Task goal:
From the first entry to the last, copy the material exactly as it stands.

________________

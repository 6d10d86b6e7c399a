//! ListBoards command

use crate::backend::BoardBackend;
use crate::context::BoardContext;
use crate::error::{BoardError, Result};
use crate::filter::{BoardFilter, BoardStats};
use crate::outcome::unlogged;
use crate::types::UserId;
use chrono::Utc;
use serde::{Deserialize, Serialize};
use serde_json::{json, Value};
use taskboard_operations::{async_trait, impl_operation, Execute, ExecutionResult};

/// List the boards of an owner, newest first.
///
/// Output is `{"boards": [...], "stats": {...}}`. The stats count all of
/// the owner's boards, whatever the filter.
#[derive(Debug, Clone, Deserialize, Serialize)]
pub struct ListBoards {
    pub owner: UserId,
    #[serde(default)]
    pub filter: BoardFilter,
}

impl_operation!(
    ListBoards,
    verb = "list",
    noun = "boards",
    description = "List boards, newest first"
);

impl ListBoards {
    pub fn new(owner: impl Into<UserId>) -> Self {
        Self {
            owner: owner.into(),
            filter: BoardFilter::default(),
        }
    }

    pub fn with_filter(mut self, filter: BoardFilter) -> Self {
        self.filter = filter;
        self
    }
}

#[async_trait]
impl<B: BoardBackend> Execute<BoardContext<B>, BoardError> for ListBoards {
    async fn execute(&self, ctx: &BoardContext<B>) -> ExecutionResult<Value, BoardError> {
        let result: Result<Value> = async {
            let boards = ctx.backend().list_boards(&self.owner).await?;
            let stats = BoardStats::of(&boards, Utc::now());
            let boards = self.filter.apply(boards);
            Ok(json!({ "boards": boards, "stats": stats }))
        }
        .await;

        unlogged(result)
    }
}

#[cfg(test)]
mod tests {
    use super::*;
    use crate::backend::InMemoryBackend;
    use crate::board::CreateBoard;
    use crate::config::EngineConfig;
    use taskboard_operations::Operation;

    #[tokio::test]
    async fn test_list_boards_filters_by_owner_and_search() {
        let ctx = BoardContext::new(InMemoryBackend::new(), EngineConfig::default());
        for (title, owner) in [("Launch", "alice"), ("Hiring", "alice"), ("Launch", "bob")] {
            CreateBoard::new(title, owner)
                .execute(&ctx)
                .await
                .into_result()
                .unwrap();
        }

        let op = ListBoards::new("alice");
        assert_eq!(op.op_string(), "list boards");
        let result = op.execute(&ctx).await;
        assert!(!result.should_log());
        let all = result.into_result().unwrap();
        assert_eq!(all["boards"].as_array().unwrap().len(), 2);
        assert_eq!(all["boards"][0]["title"], "Hiring");
        assert_eq!(all["stats"]["total"], 2);
        assert_eq!(all["stats"]["recently_updated"], 2);

        let filtered = ListBoards::new("alice")
            .with_filter(BoardFilter {
                search: "LAUN".into(),
                ..Default::default()
            })
            .execute(&ctx)
            .await
            .into_result()
            .unwrap();
        assert_eq!(filtered["boards"].as_array().unwrap().len(), 1);
        assert_eq!(filtered["boards"][0]["owner"], "alice");
        assert_eq!(filtered["stats"]["total"], 2);
    }
}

________________

Answer box:
repository 6d10d86b6e7c399a
//! ListBoards command

use crate::backend::BoardBackend;
use crate::context::BoardContext;
use crate::error::{BoardError, Result};
use crate::filter::{BoardFilter, BoardStats};
use crate::outcome::unlogged;
use crate::types::UserId;
use chrono::Utc;
use serde::{Deserialize, Serialize};
use serde_json::{json, Value};
use taskboard_operations::{async_trait, impl_operation, Execute, ExecutionResult};

/// List the boards of an owner, newest first.
///
/// Output is `{"boards": [...], "stats": {...}}`. The stats count all of
/// the owner's boards, whatever the filter.
#[derive(Debug, Clone, Deserialize, Serialize)]
pub struct ListBoards {
    pub owner: UserId,
    #[serde(default)]
    pub filter: BoardFilter,
}

impl_operation!(
    ListBoards,
    verb = "list",
    noun = "boards",
    description = "List boards, newest first"
);

impl ListBoards {
    pub fn new(owner: impl Into<UserId>) -> Self {
        Self {
            owner: owner.into(),
            filter: BoardFilter::default(),
        }
    }

    pub fn with_filter(mut self, filter: BoardFilter) -> Self {
        self.filter = filter;
        self
    }
}

#[async_trait]
impl<B: BoardBackend> Execute<BoardContext<B>, BoardError> for ListBoards {
    async fn execute(&self, ctx: &BoardContext<B>) -> ExecutionResult<Value, BoardError> {
        let result: Result<Value> = async {
            let boards = ctx.backend().list_boards(&self.owner).await?;
            let stats = BoardStats::of(&boards, Utc::now());
            let boards = self.filter.apply(boards);
            Ok(json!({ "boards": boards, "stats": stats }))
        }
        .await;

        unlogged(result)
    }
}

#[cfg(test)]
mod tests {
    use super::*;
    use crate::backend::InMemoryBackend;
    use crate::board::CreateBoard;
    use crate::config::EngineConfig;
    use taskboard_operations::Operation;

    #[tokio::test]
    async fn test_list_boards_filters_by_owner_and_search() {
        let ctx = BoardContext::new(InMemoryBackend::new(), EngineConfig::default());
        for (title, owner) in [("Launch", "alice"), ("Hiring", "alice"), ("Launch", "bob")] {
            CreateBoard::new(title, owner)
                .execute(&ctx)
                .await
                .into_result()
                .unwrap();
        }

        let op = ListBoards::new("alice");
        assert_eq!(op.op_string(), "list boards");
        let result = op.execute(&ctx).await;
        assert!(!result.should_log());
        let all = result.into_result().unwrap();
        assert_eq!(all["boards"].as_array().unwrap().len(), 2);
        assert_eq!(all["boards"][0]["title"], "Hiring");
        assert_eq!(all["stats"]["total"], 2);
        assert_eq!(all["stats"]["recently_updated"], 2);

        let filtered = ListBoards::new("alice")
            .with_filter(BoardFilter {
                search: "LAUN".into(),
                ..Default::default()
            })
            .execute(&ctx)
            .await
            .into_result()
            .unwrap();
        assert_eq!(filtered["boards"].as_array().unwrap().len(), 1);
        assert_eq!(filtered["boards"][0]["owner"], "alice");
        assert_eq!(filtered["stats"]["total"], 2);
    }
}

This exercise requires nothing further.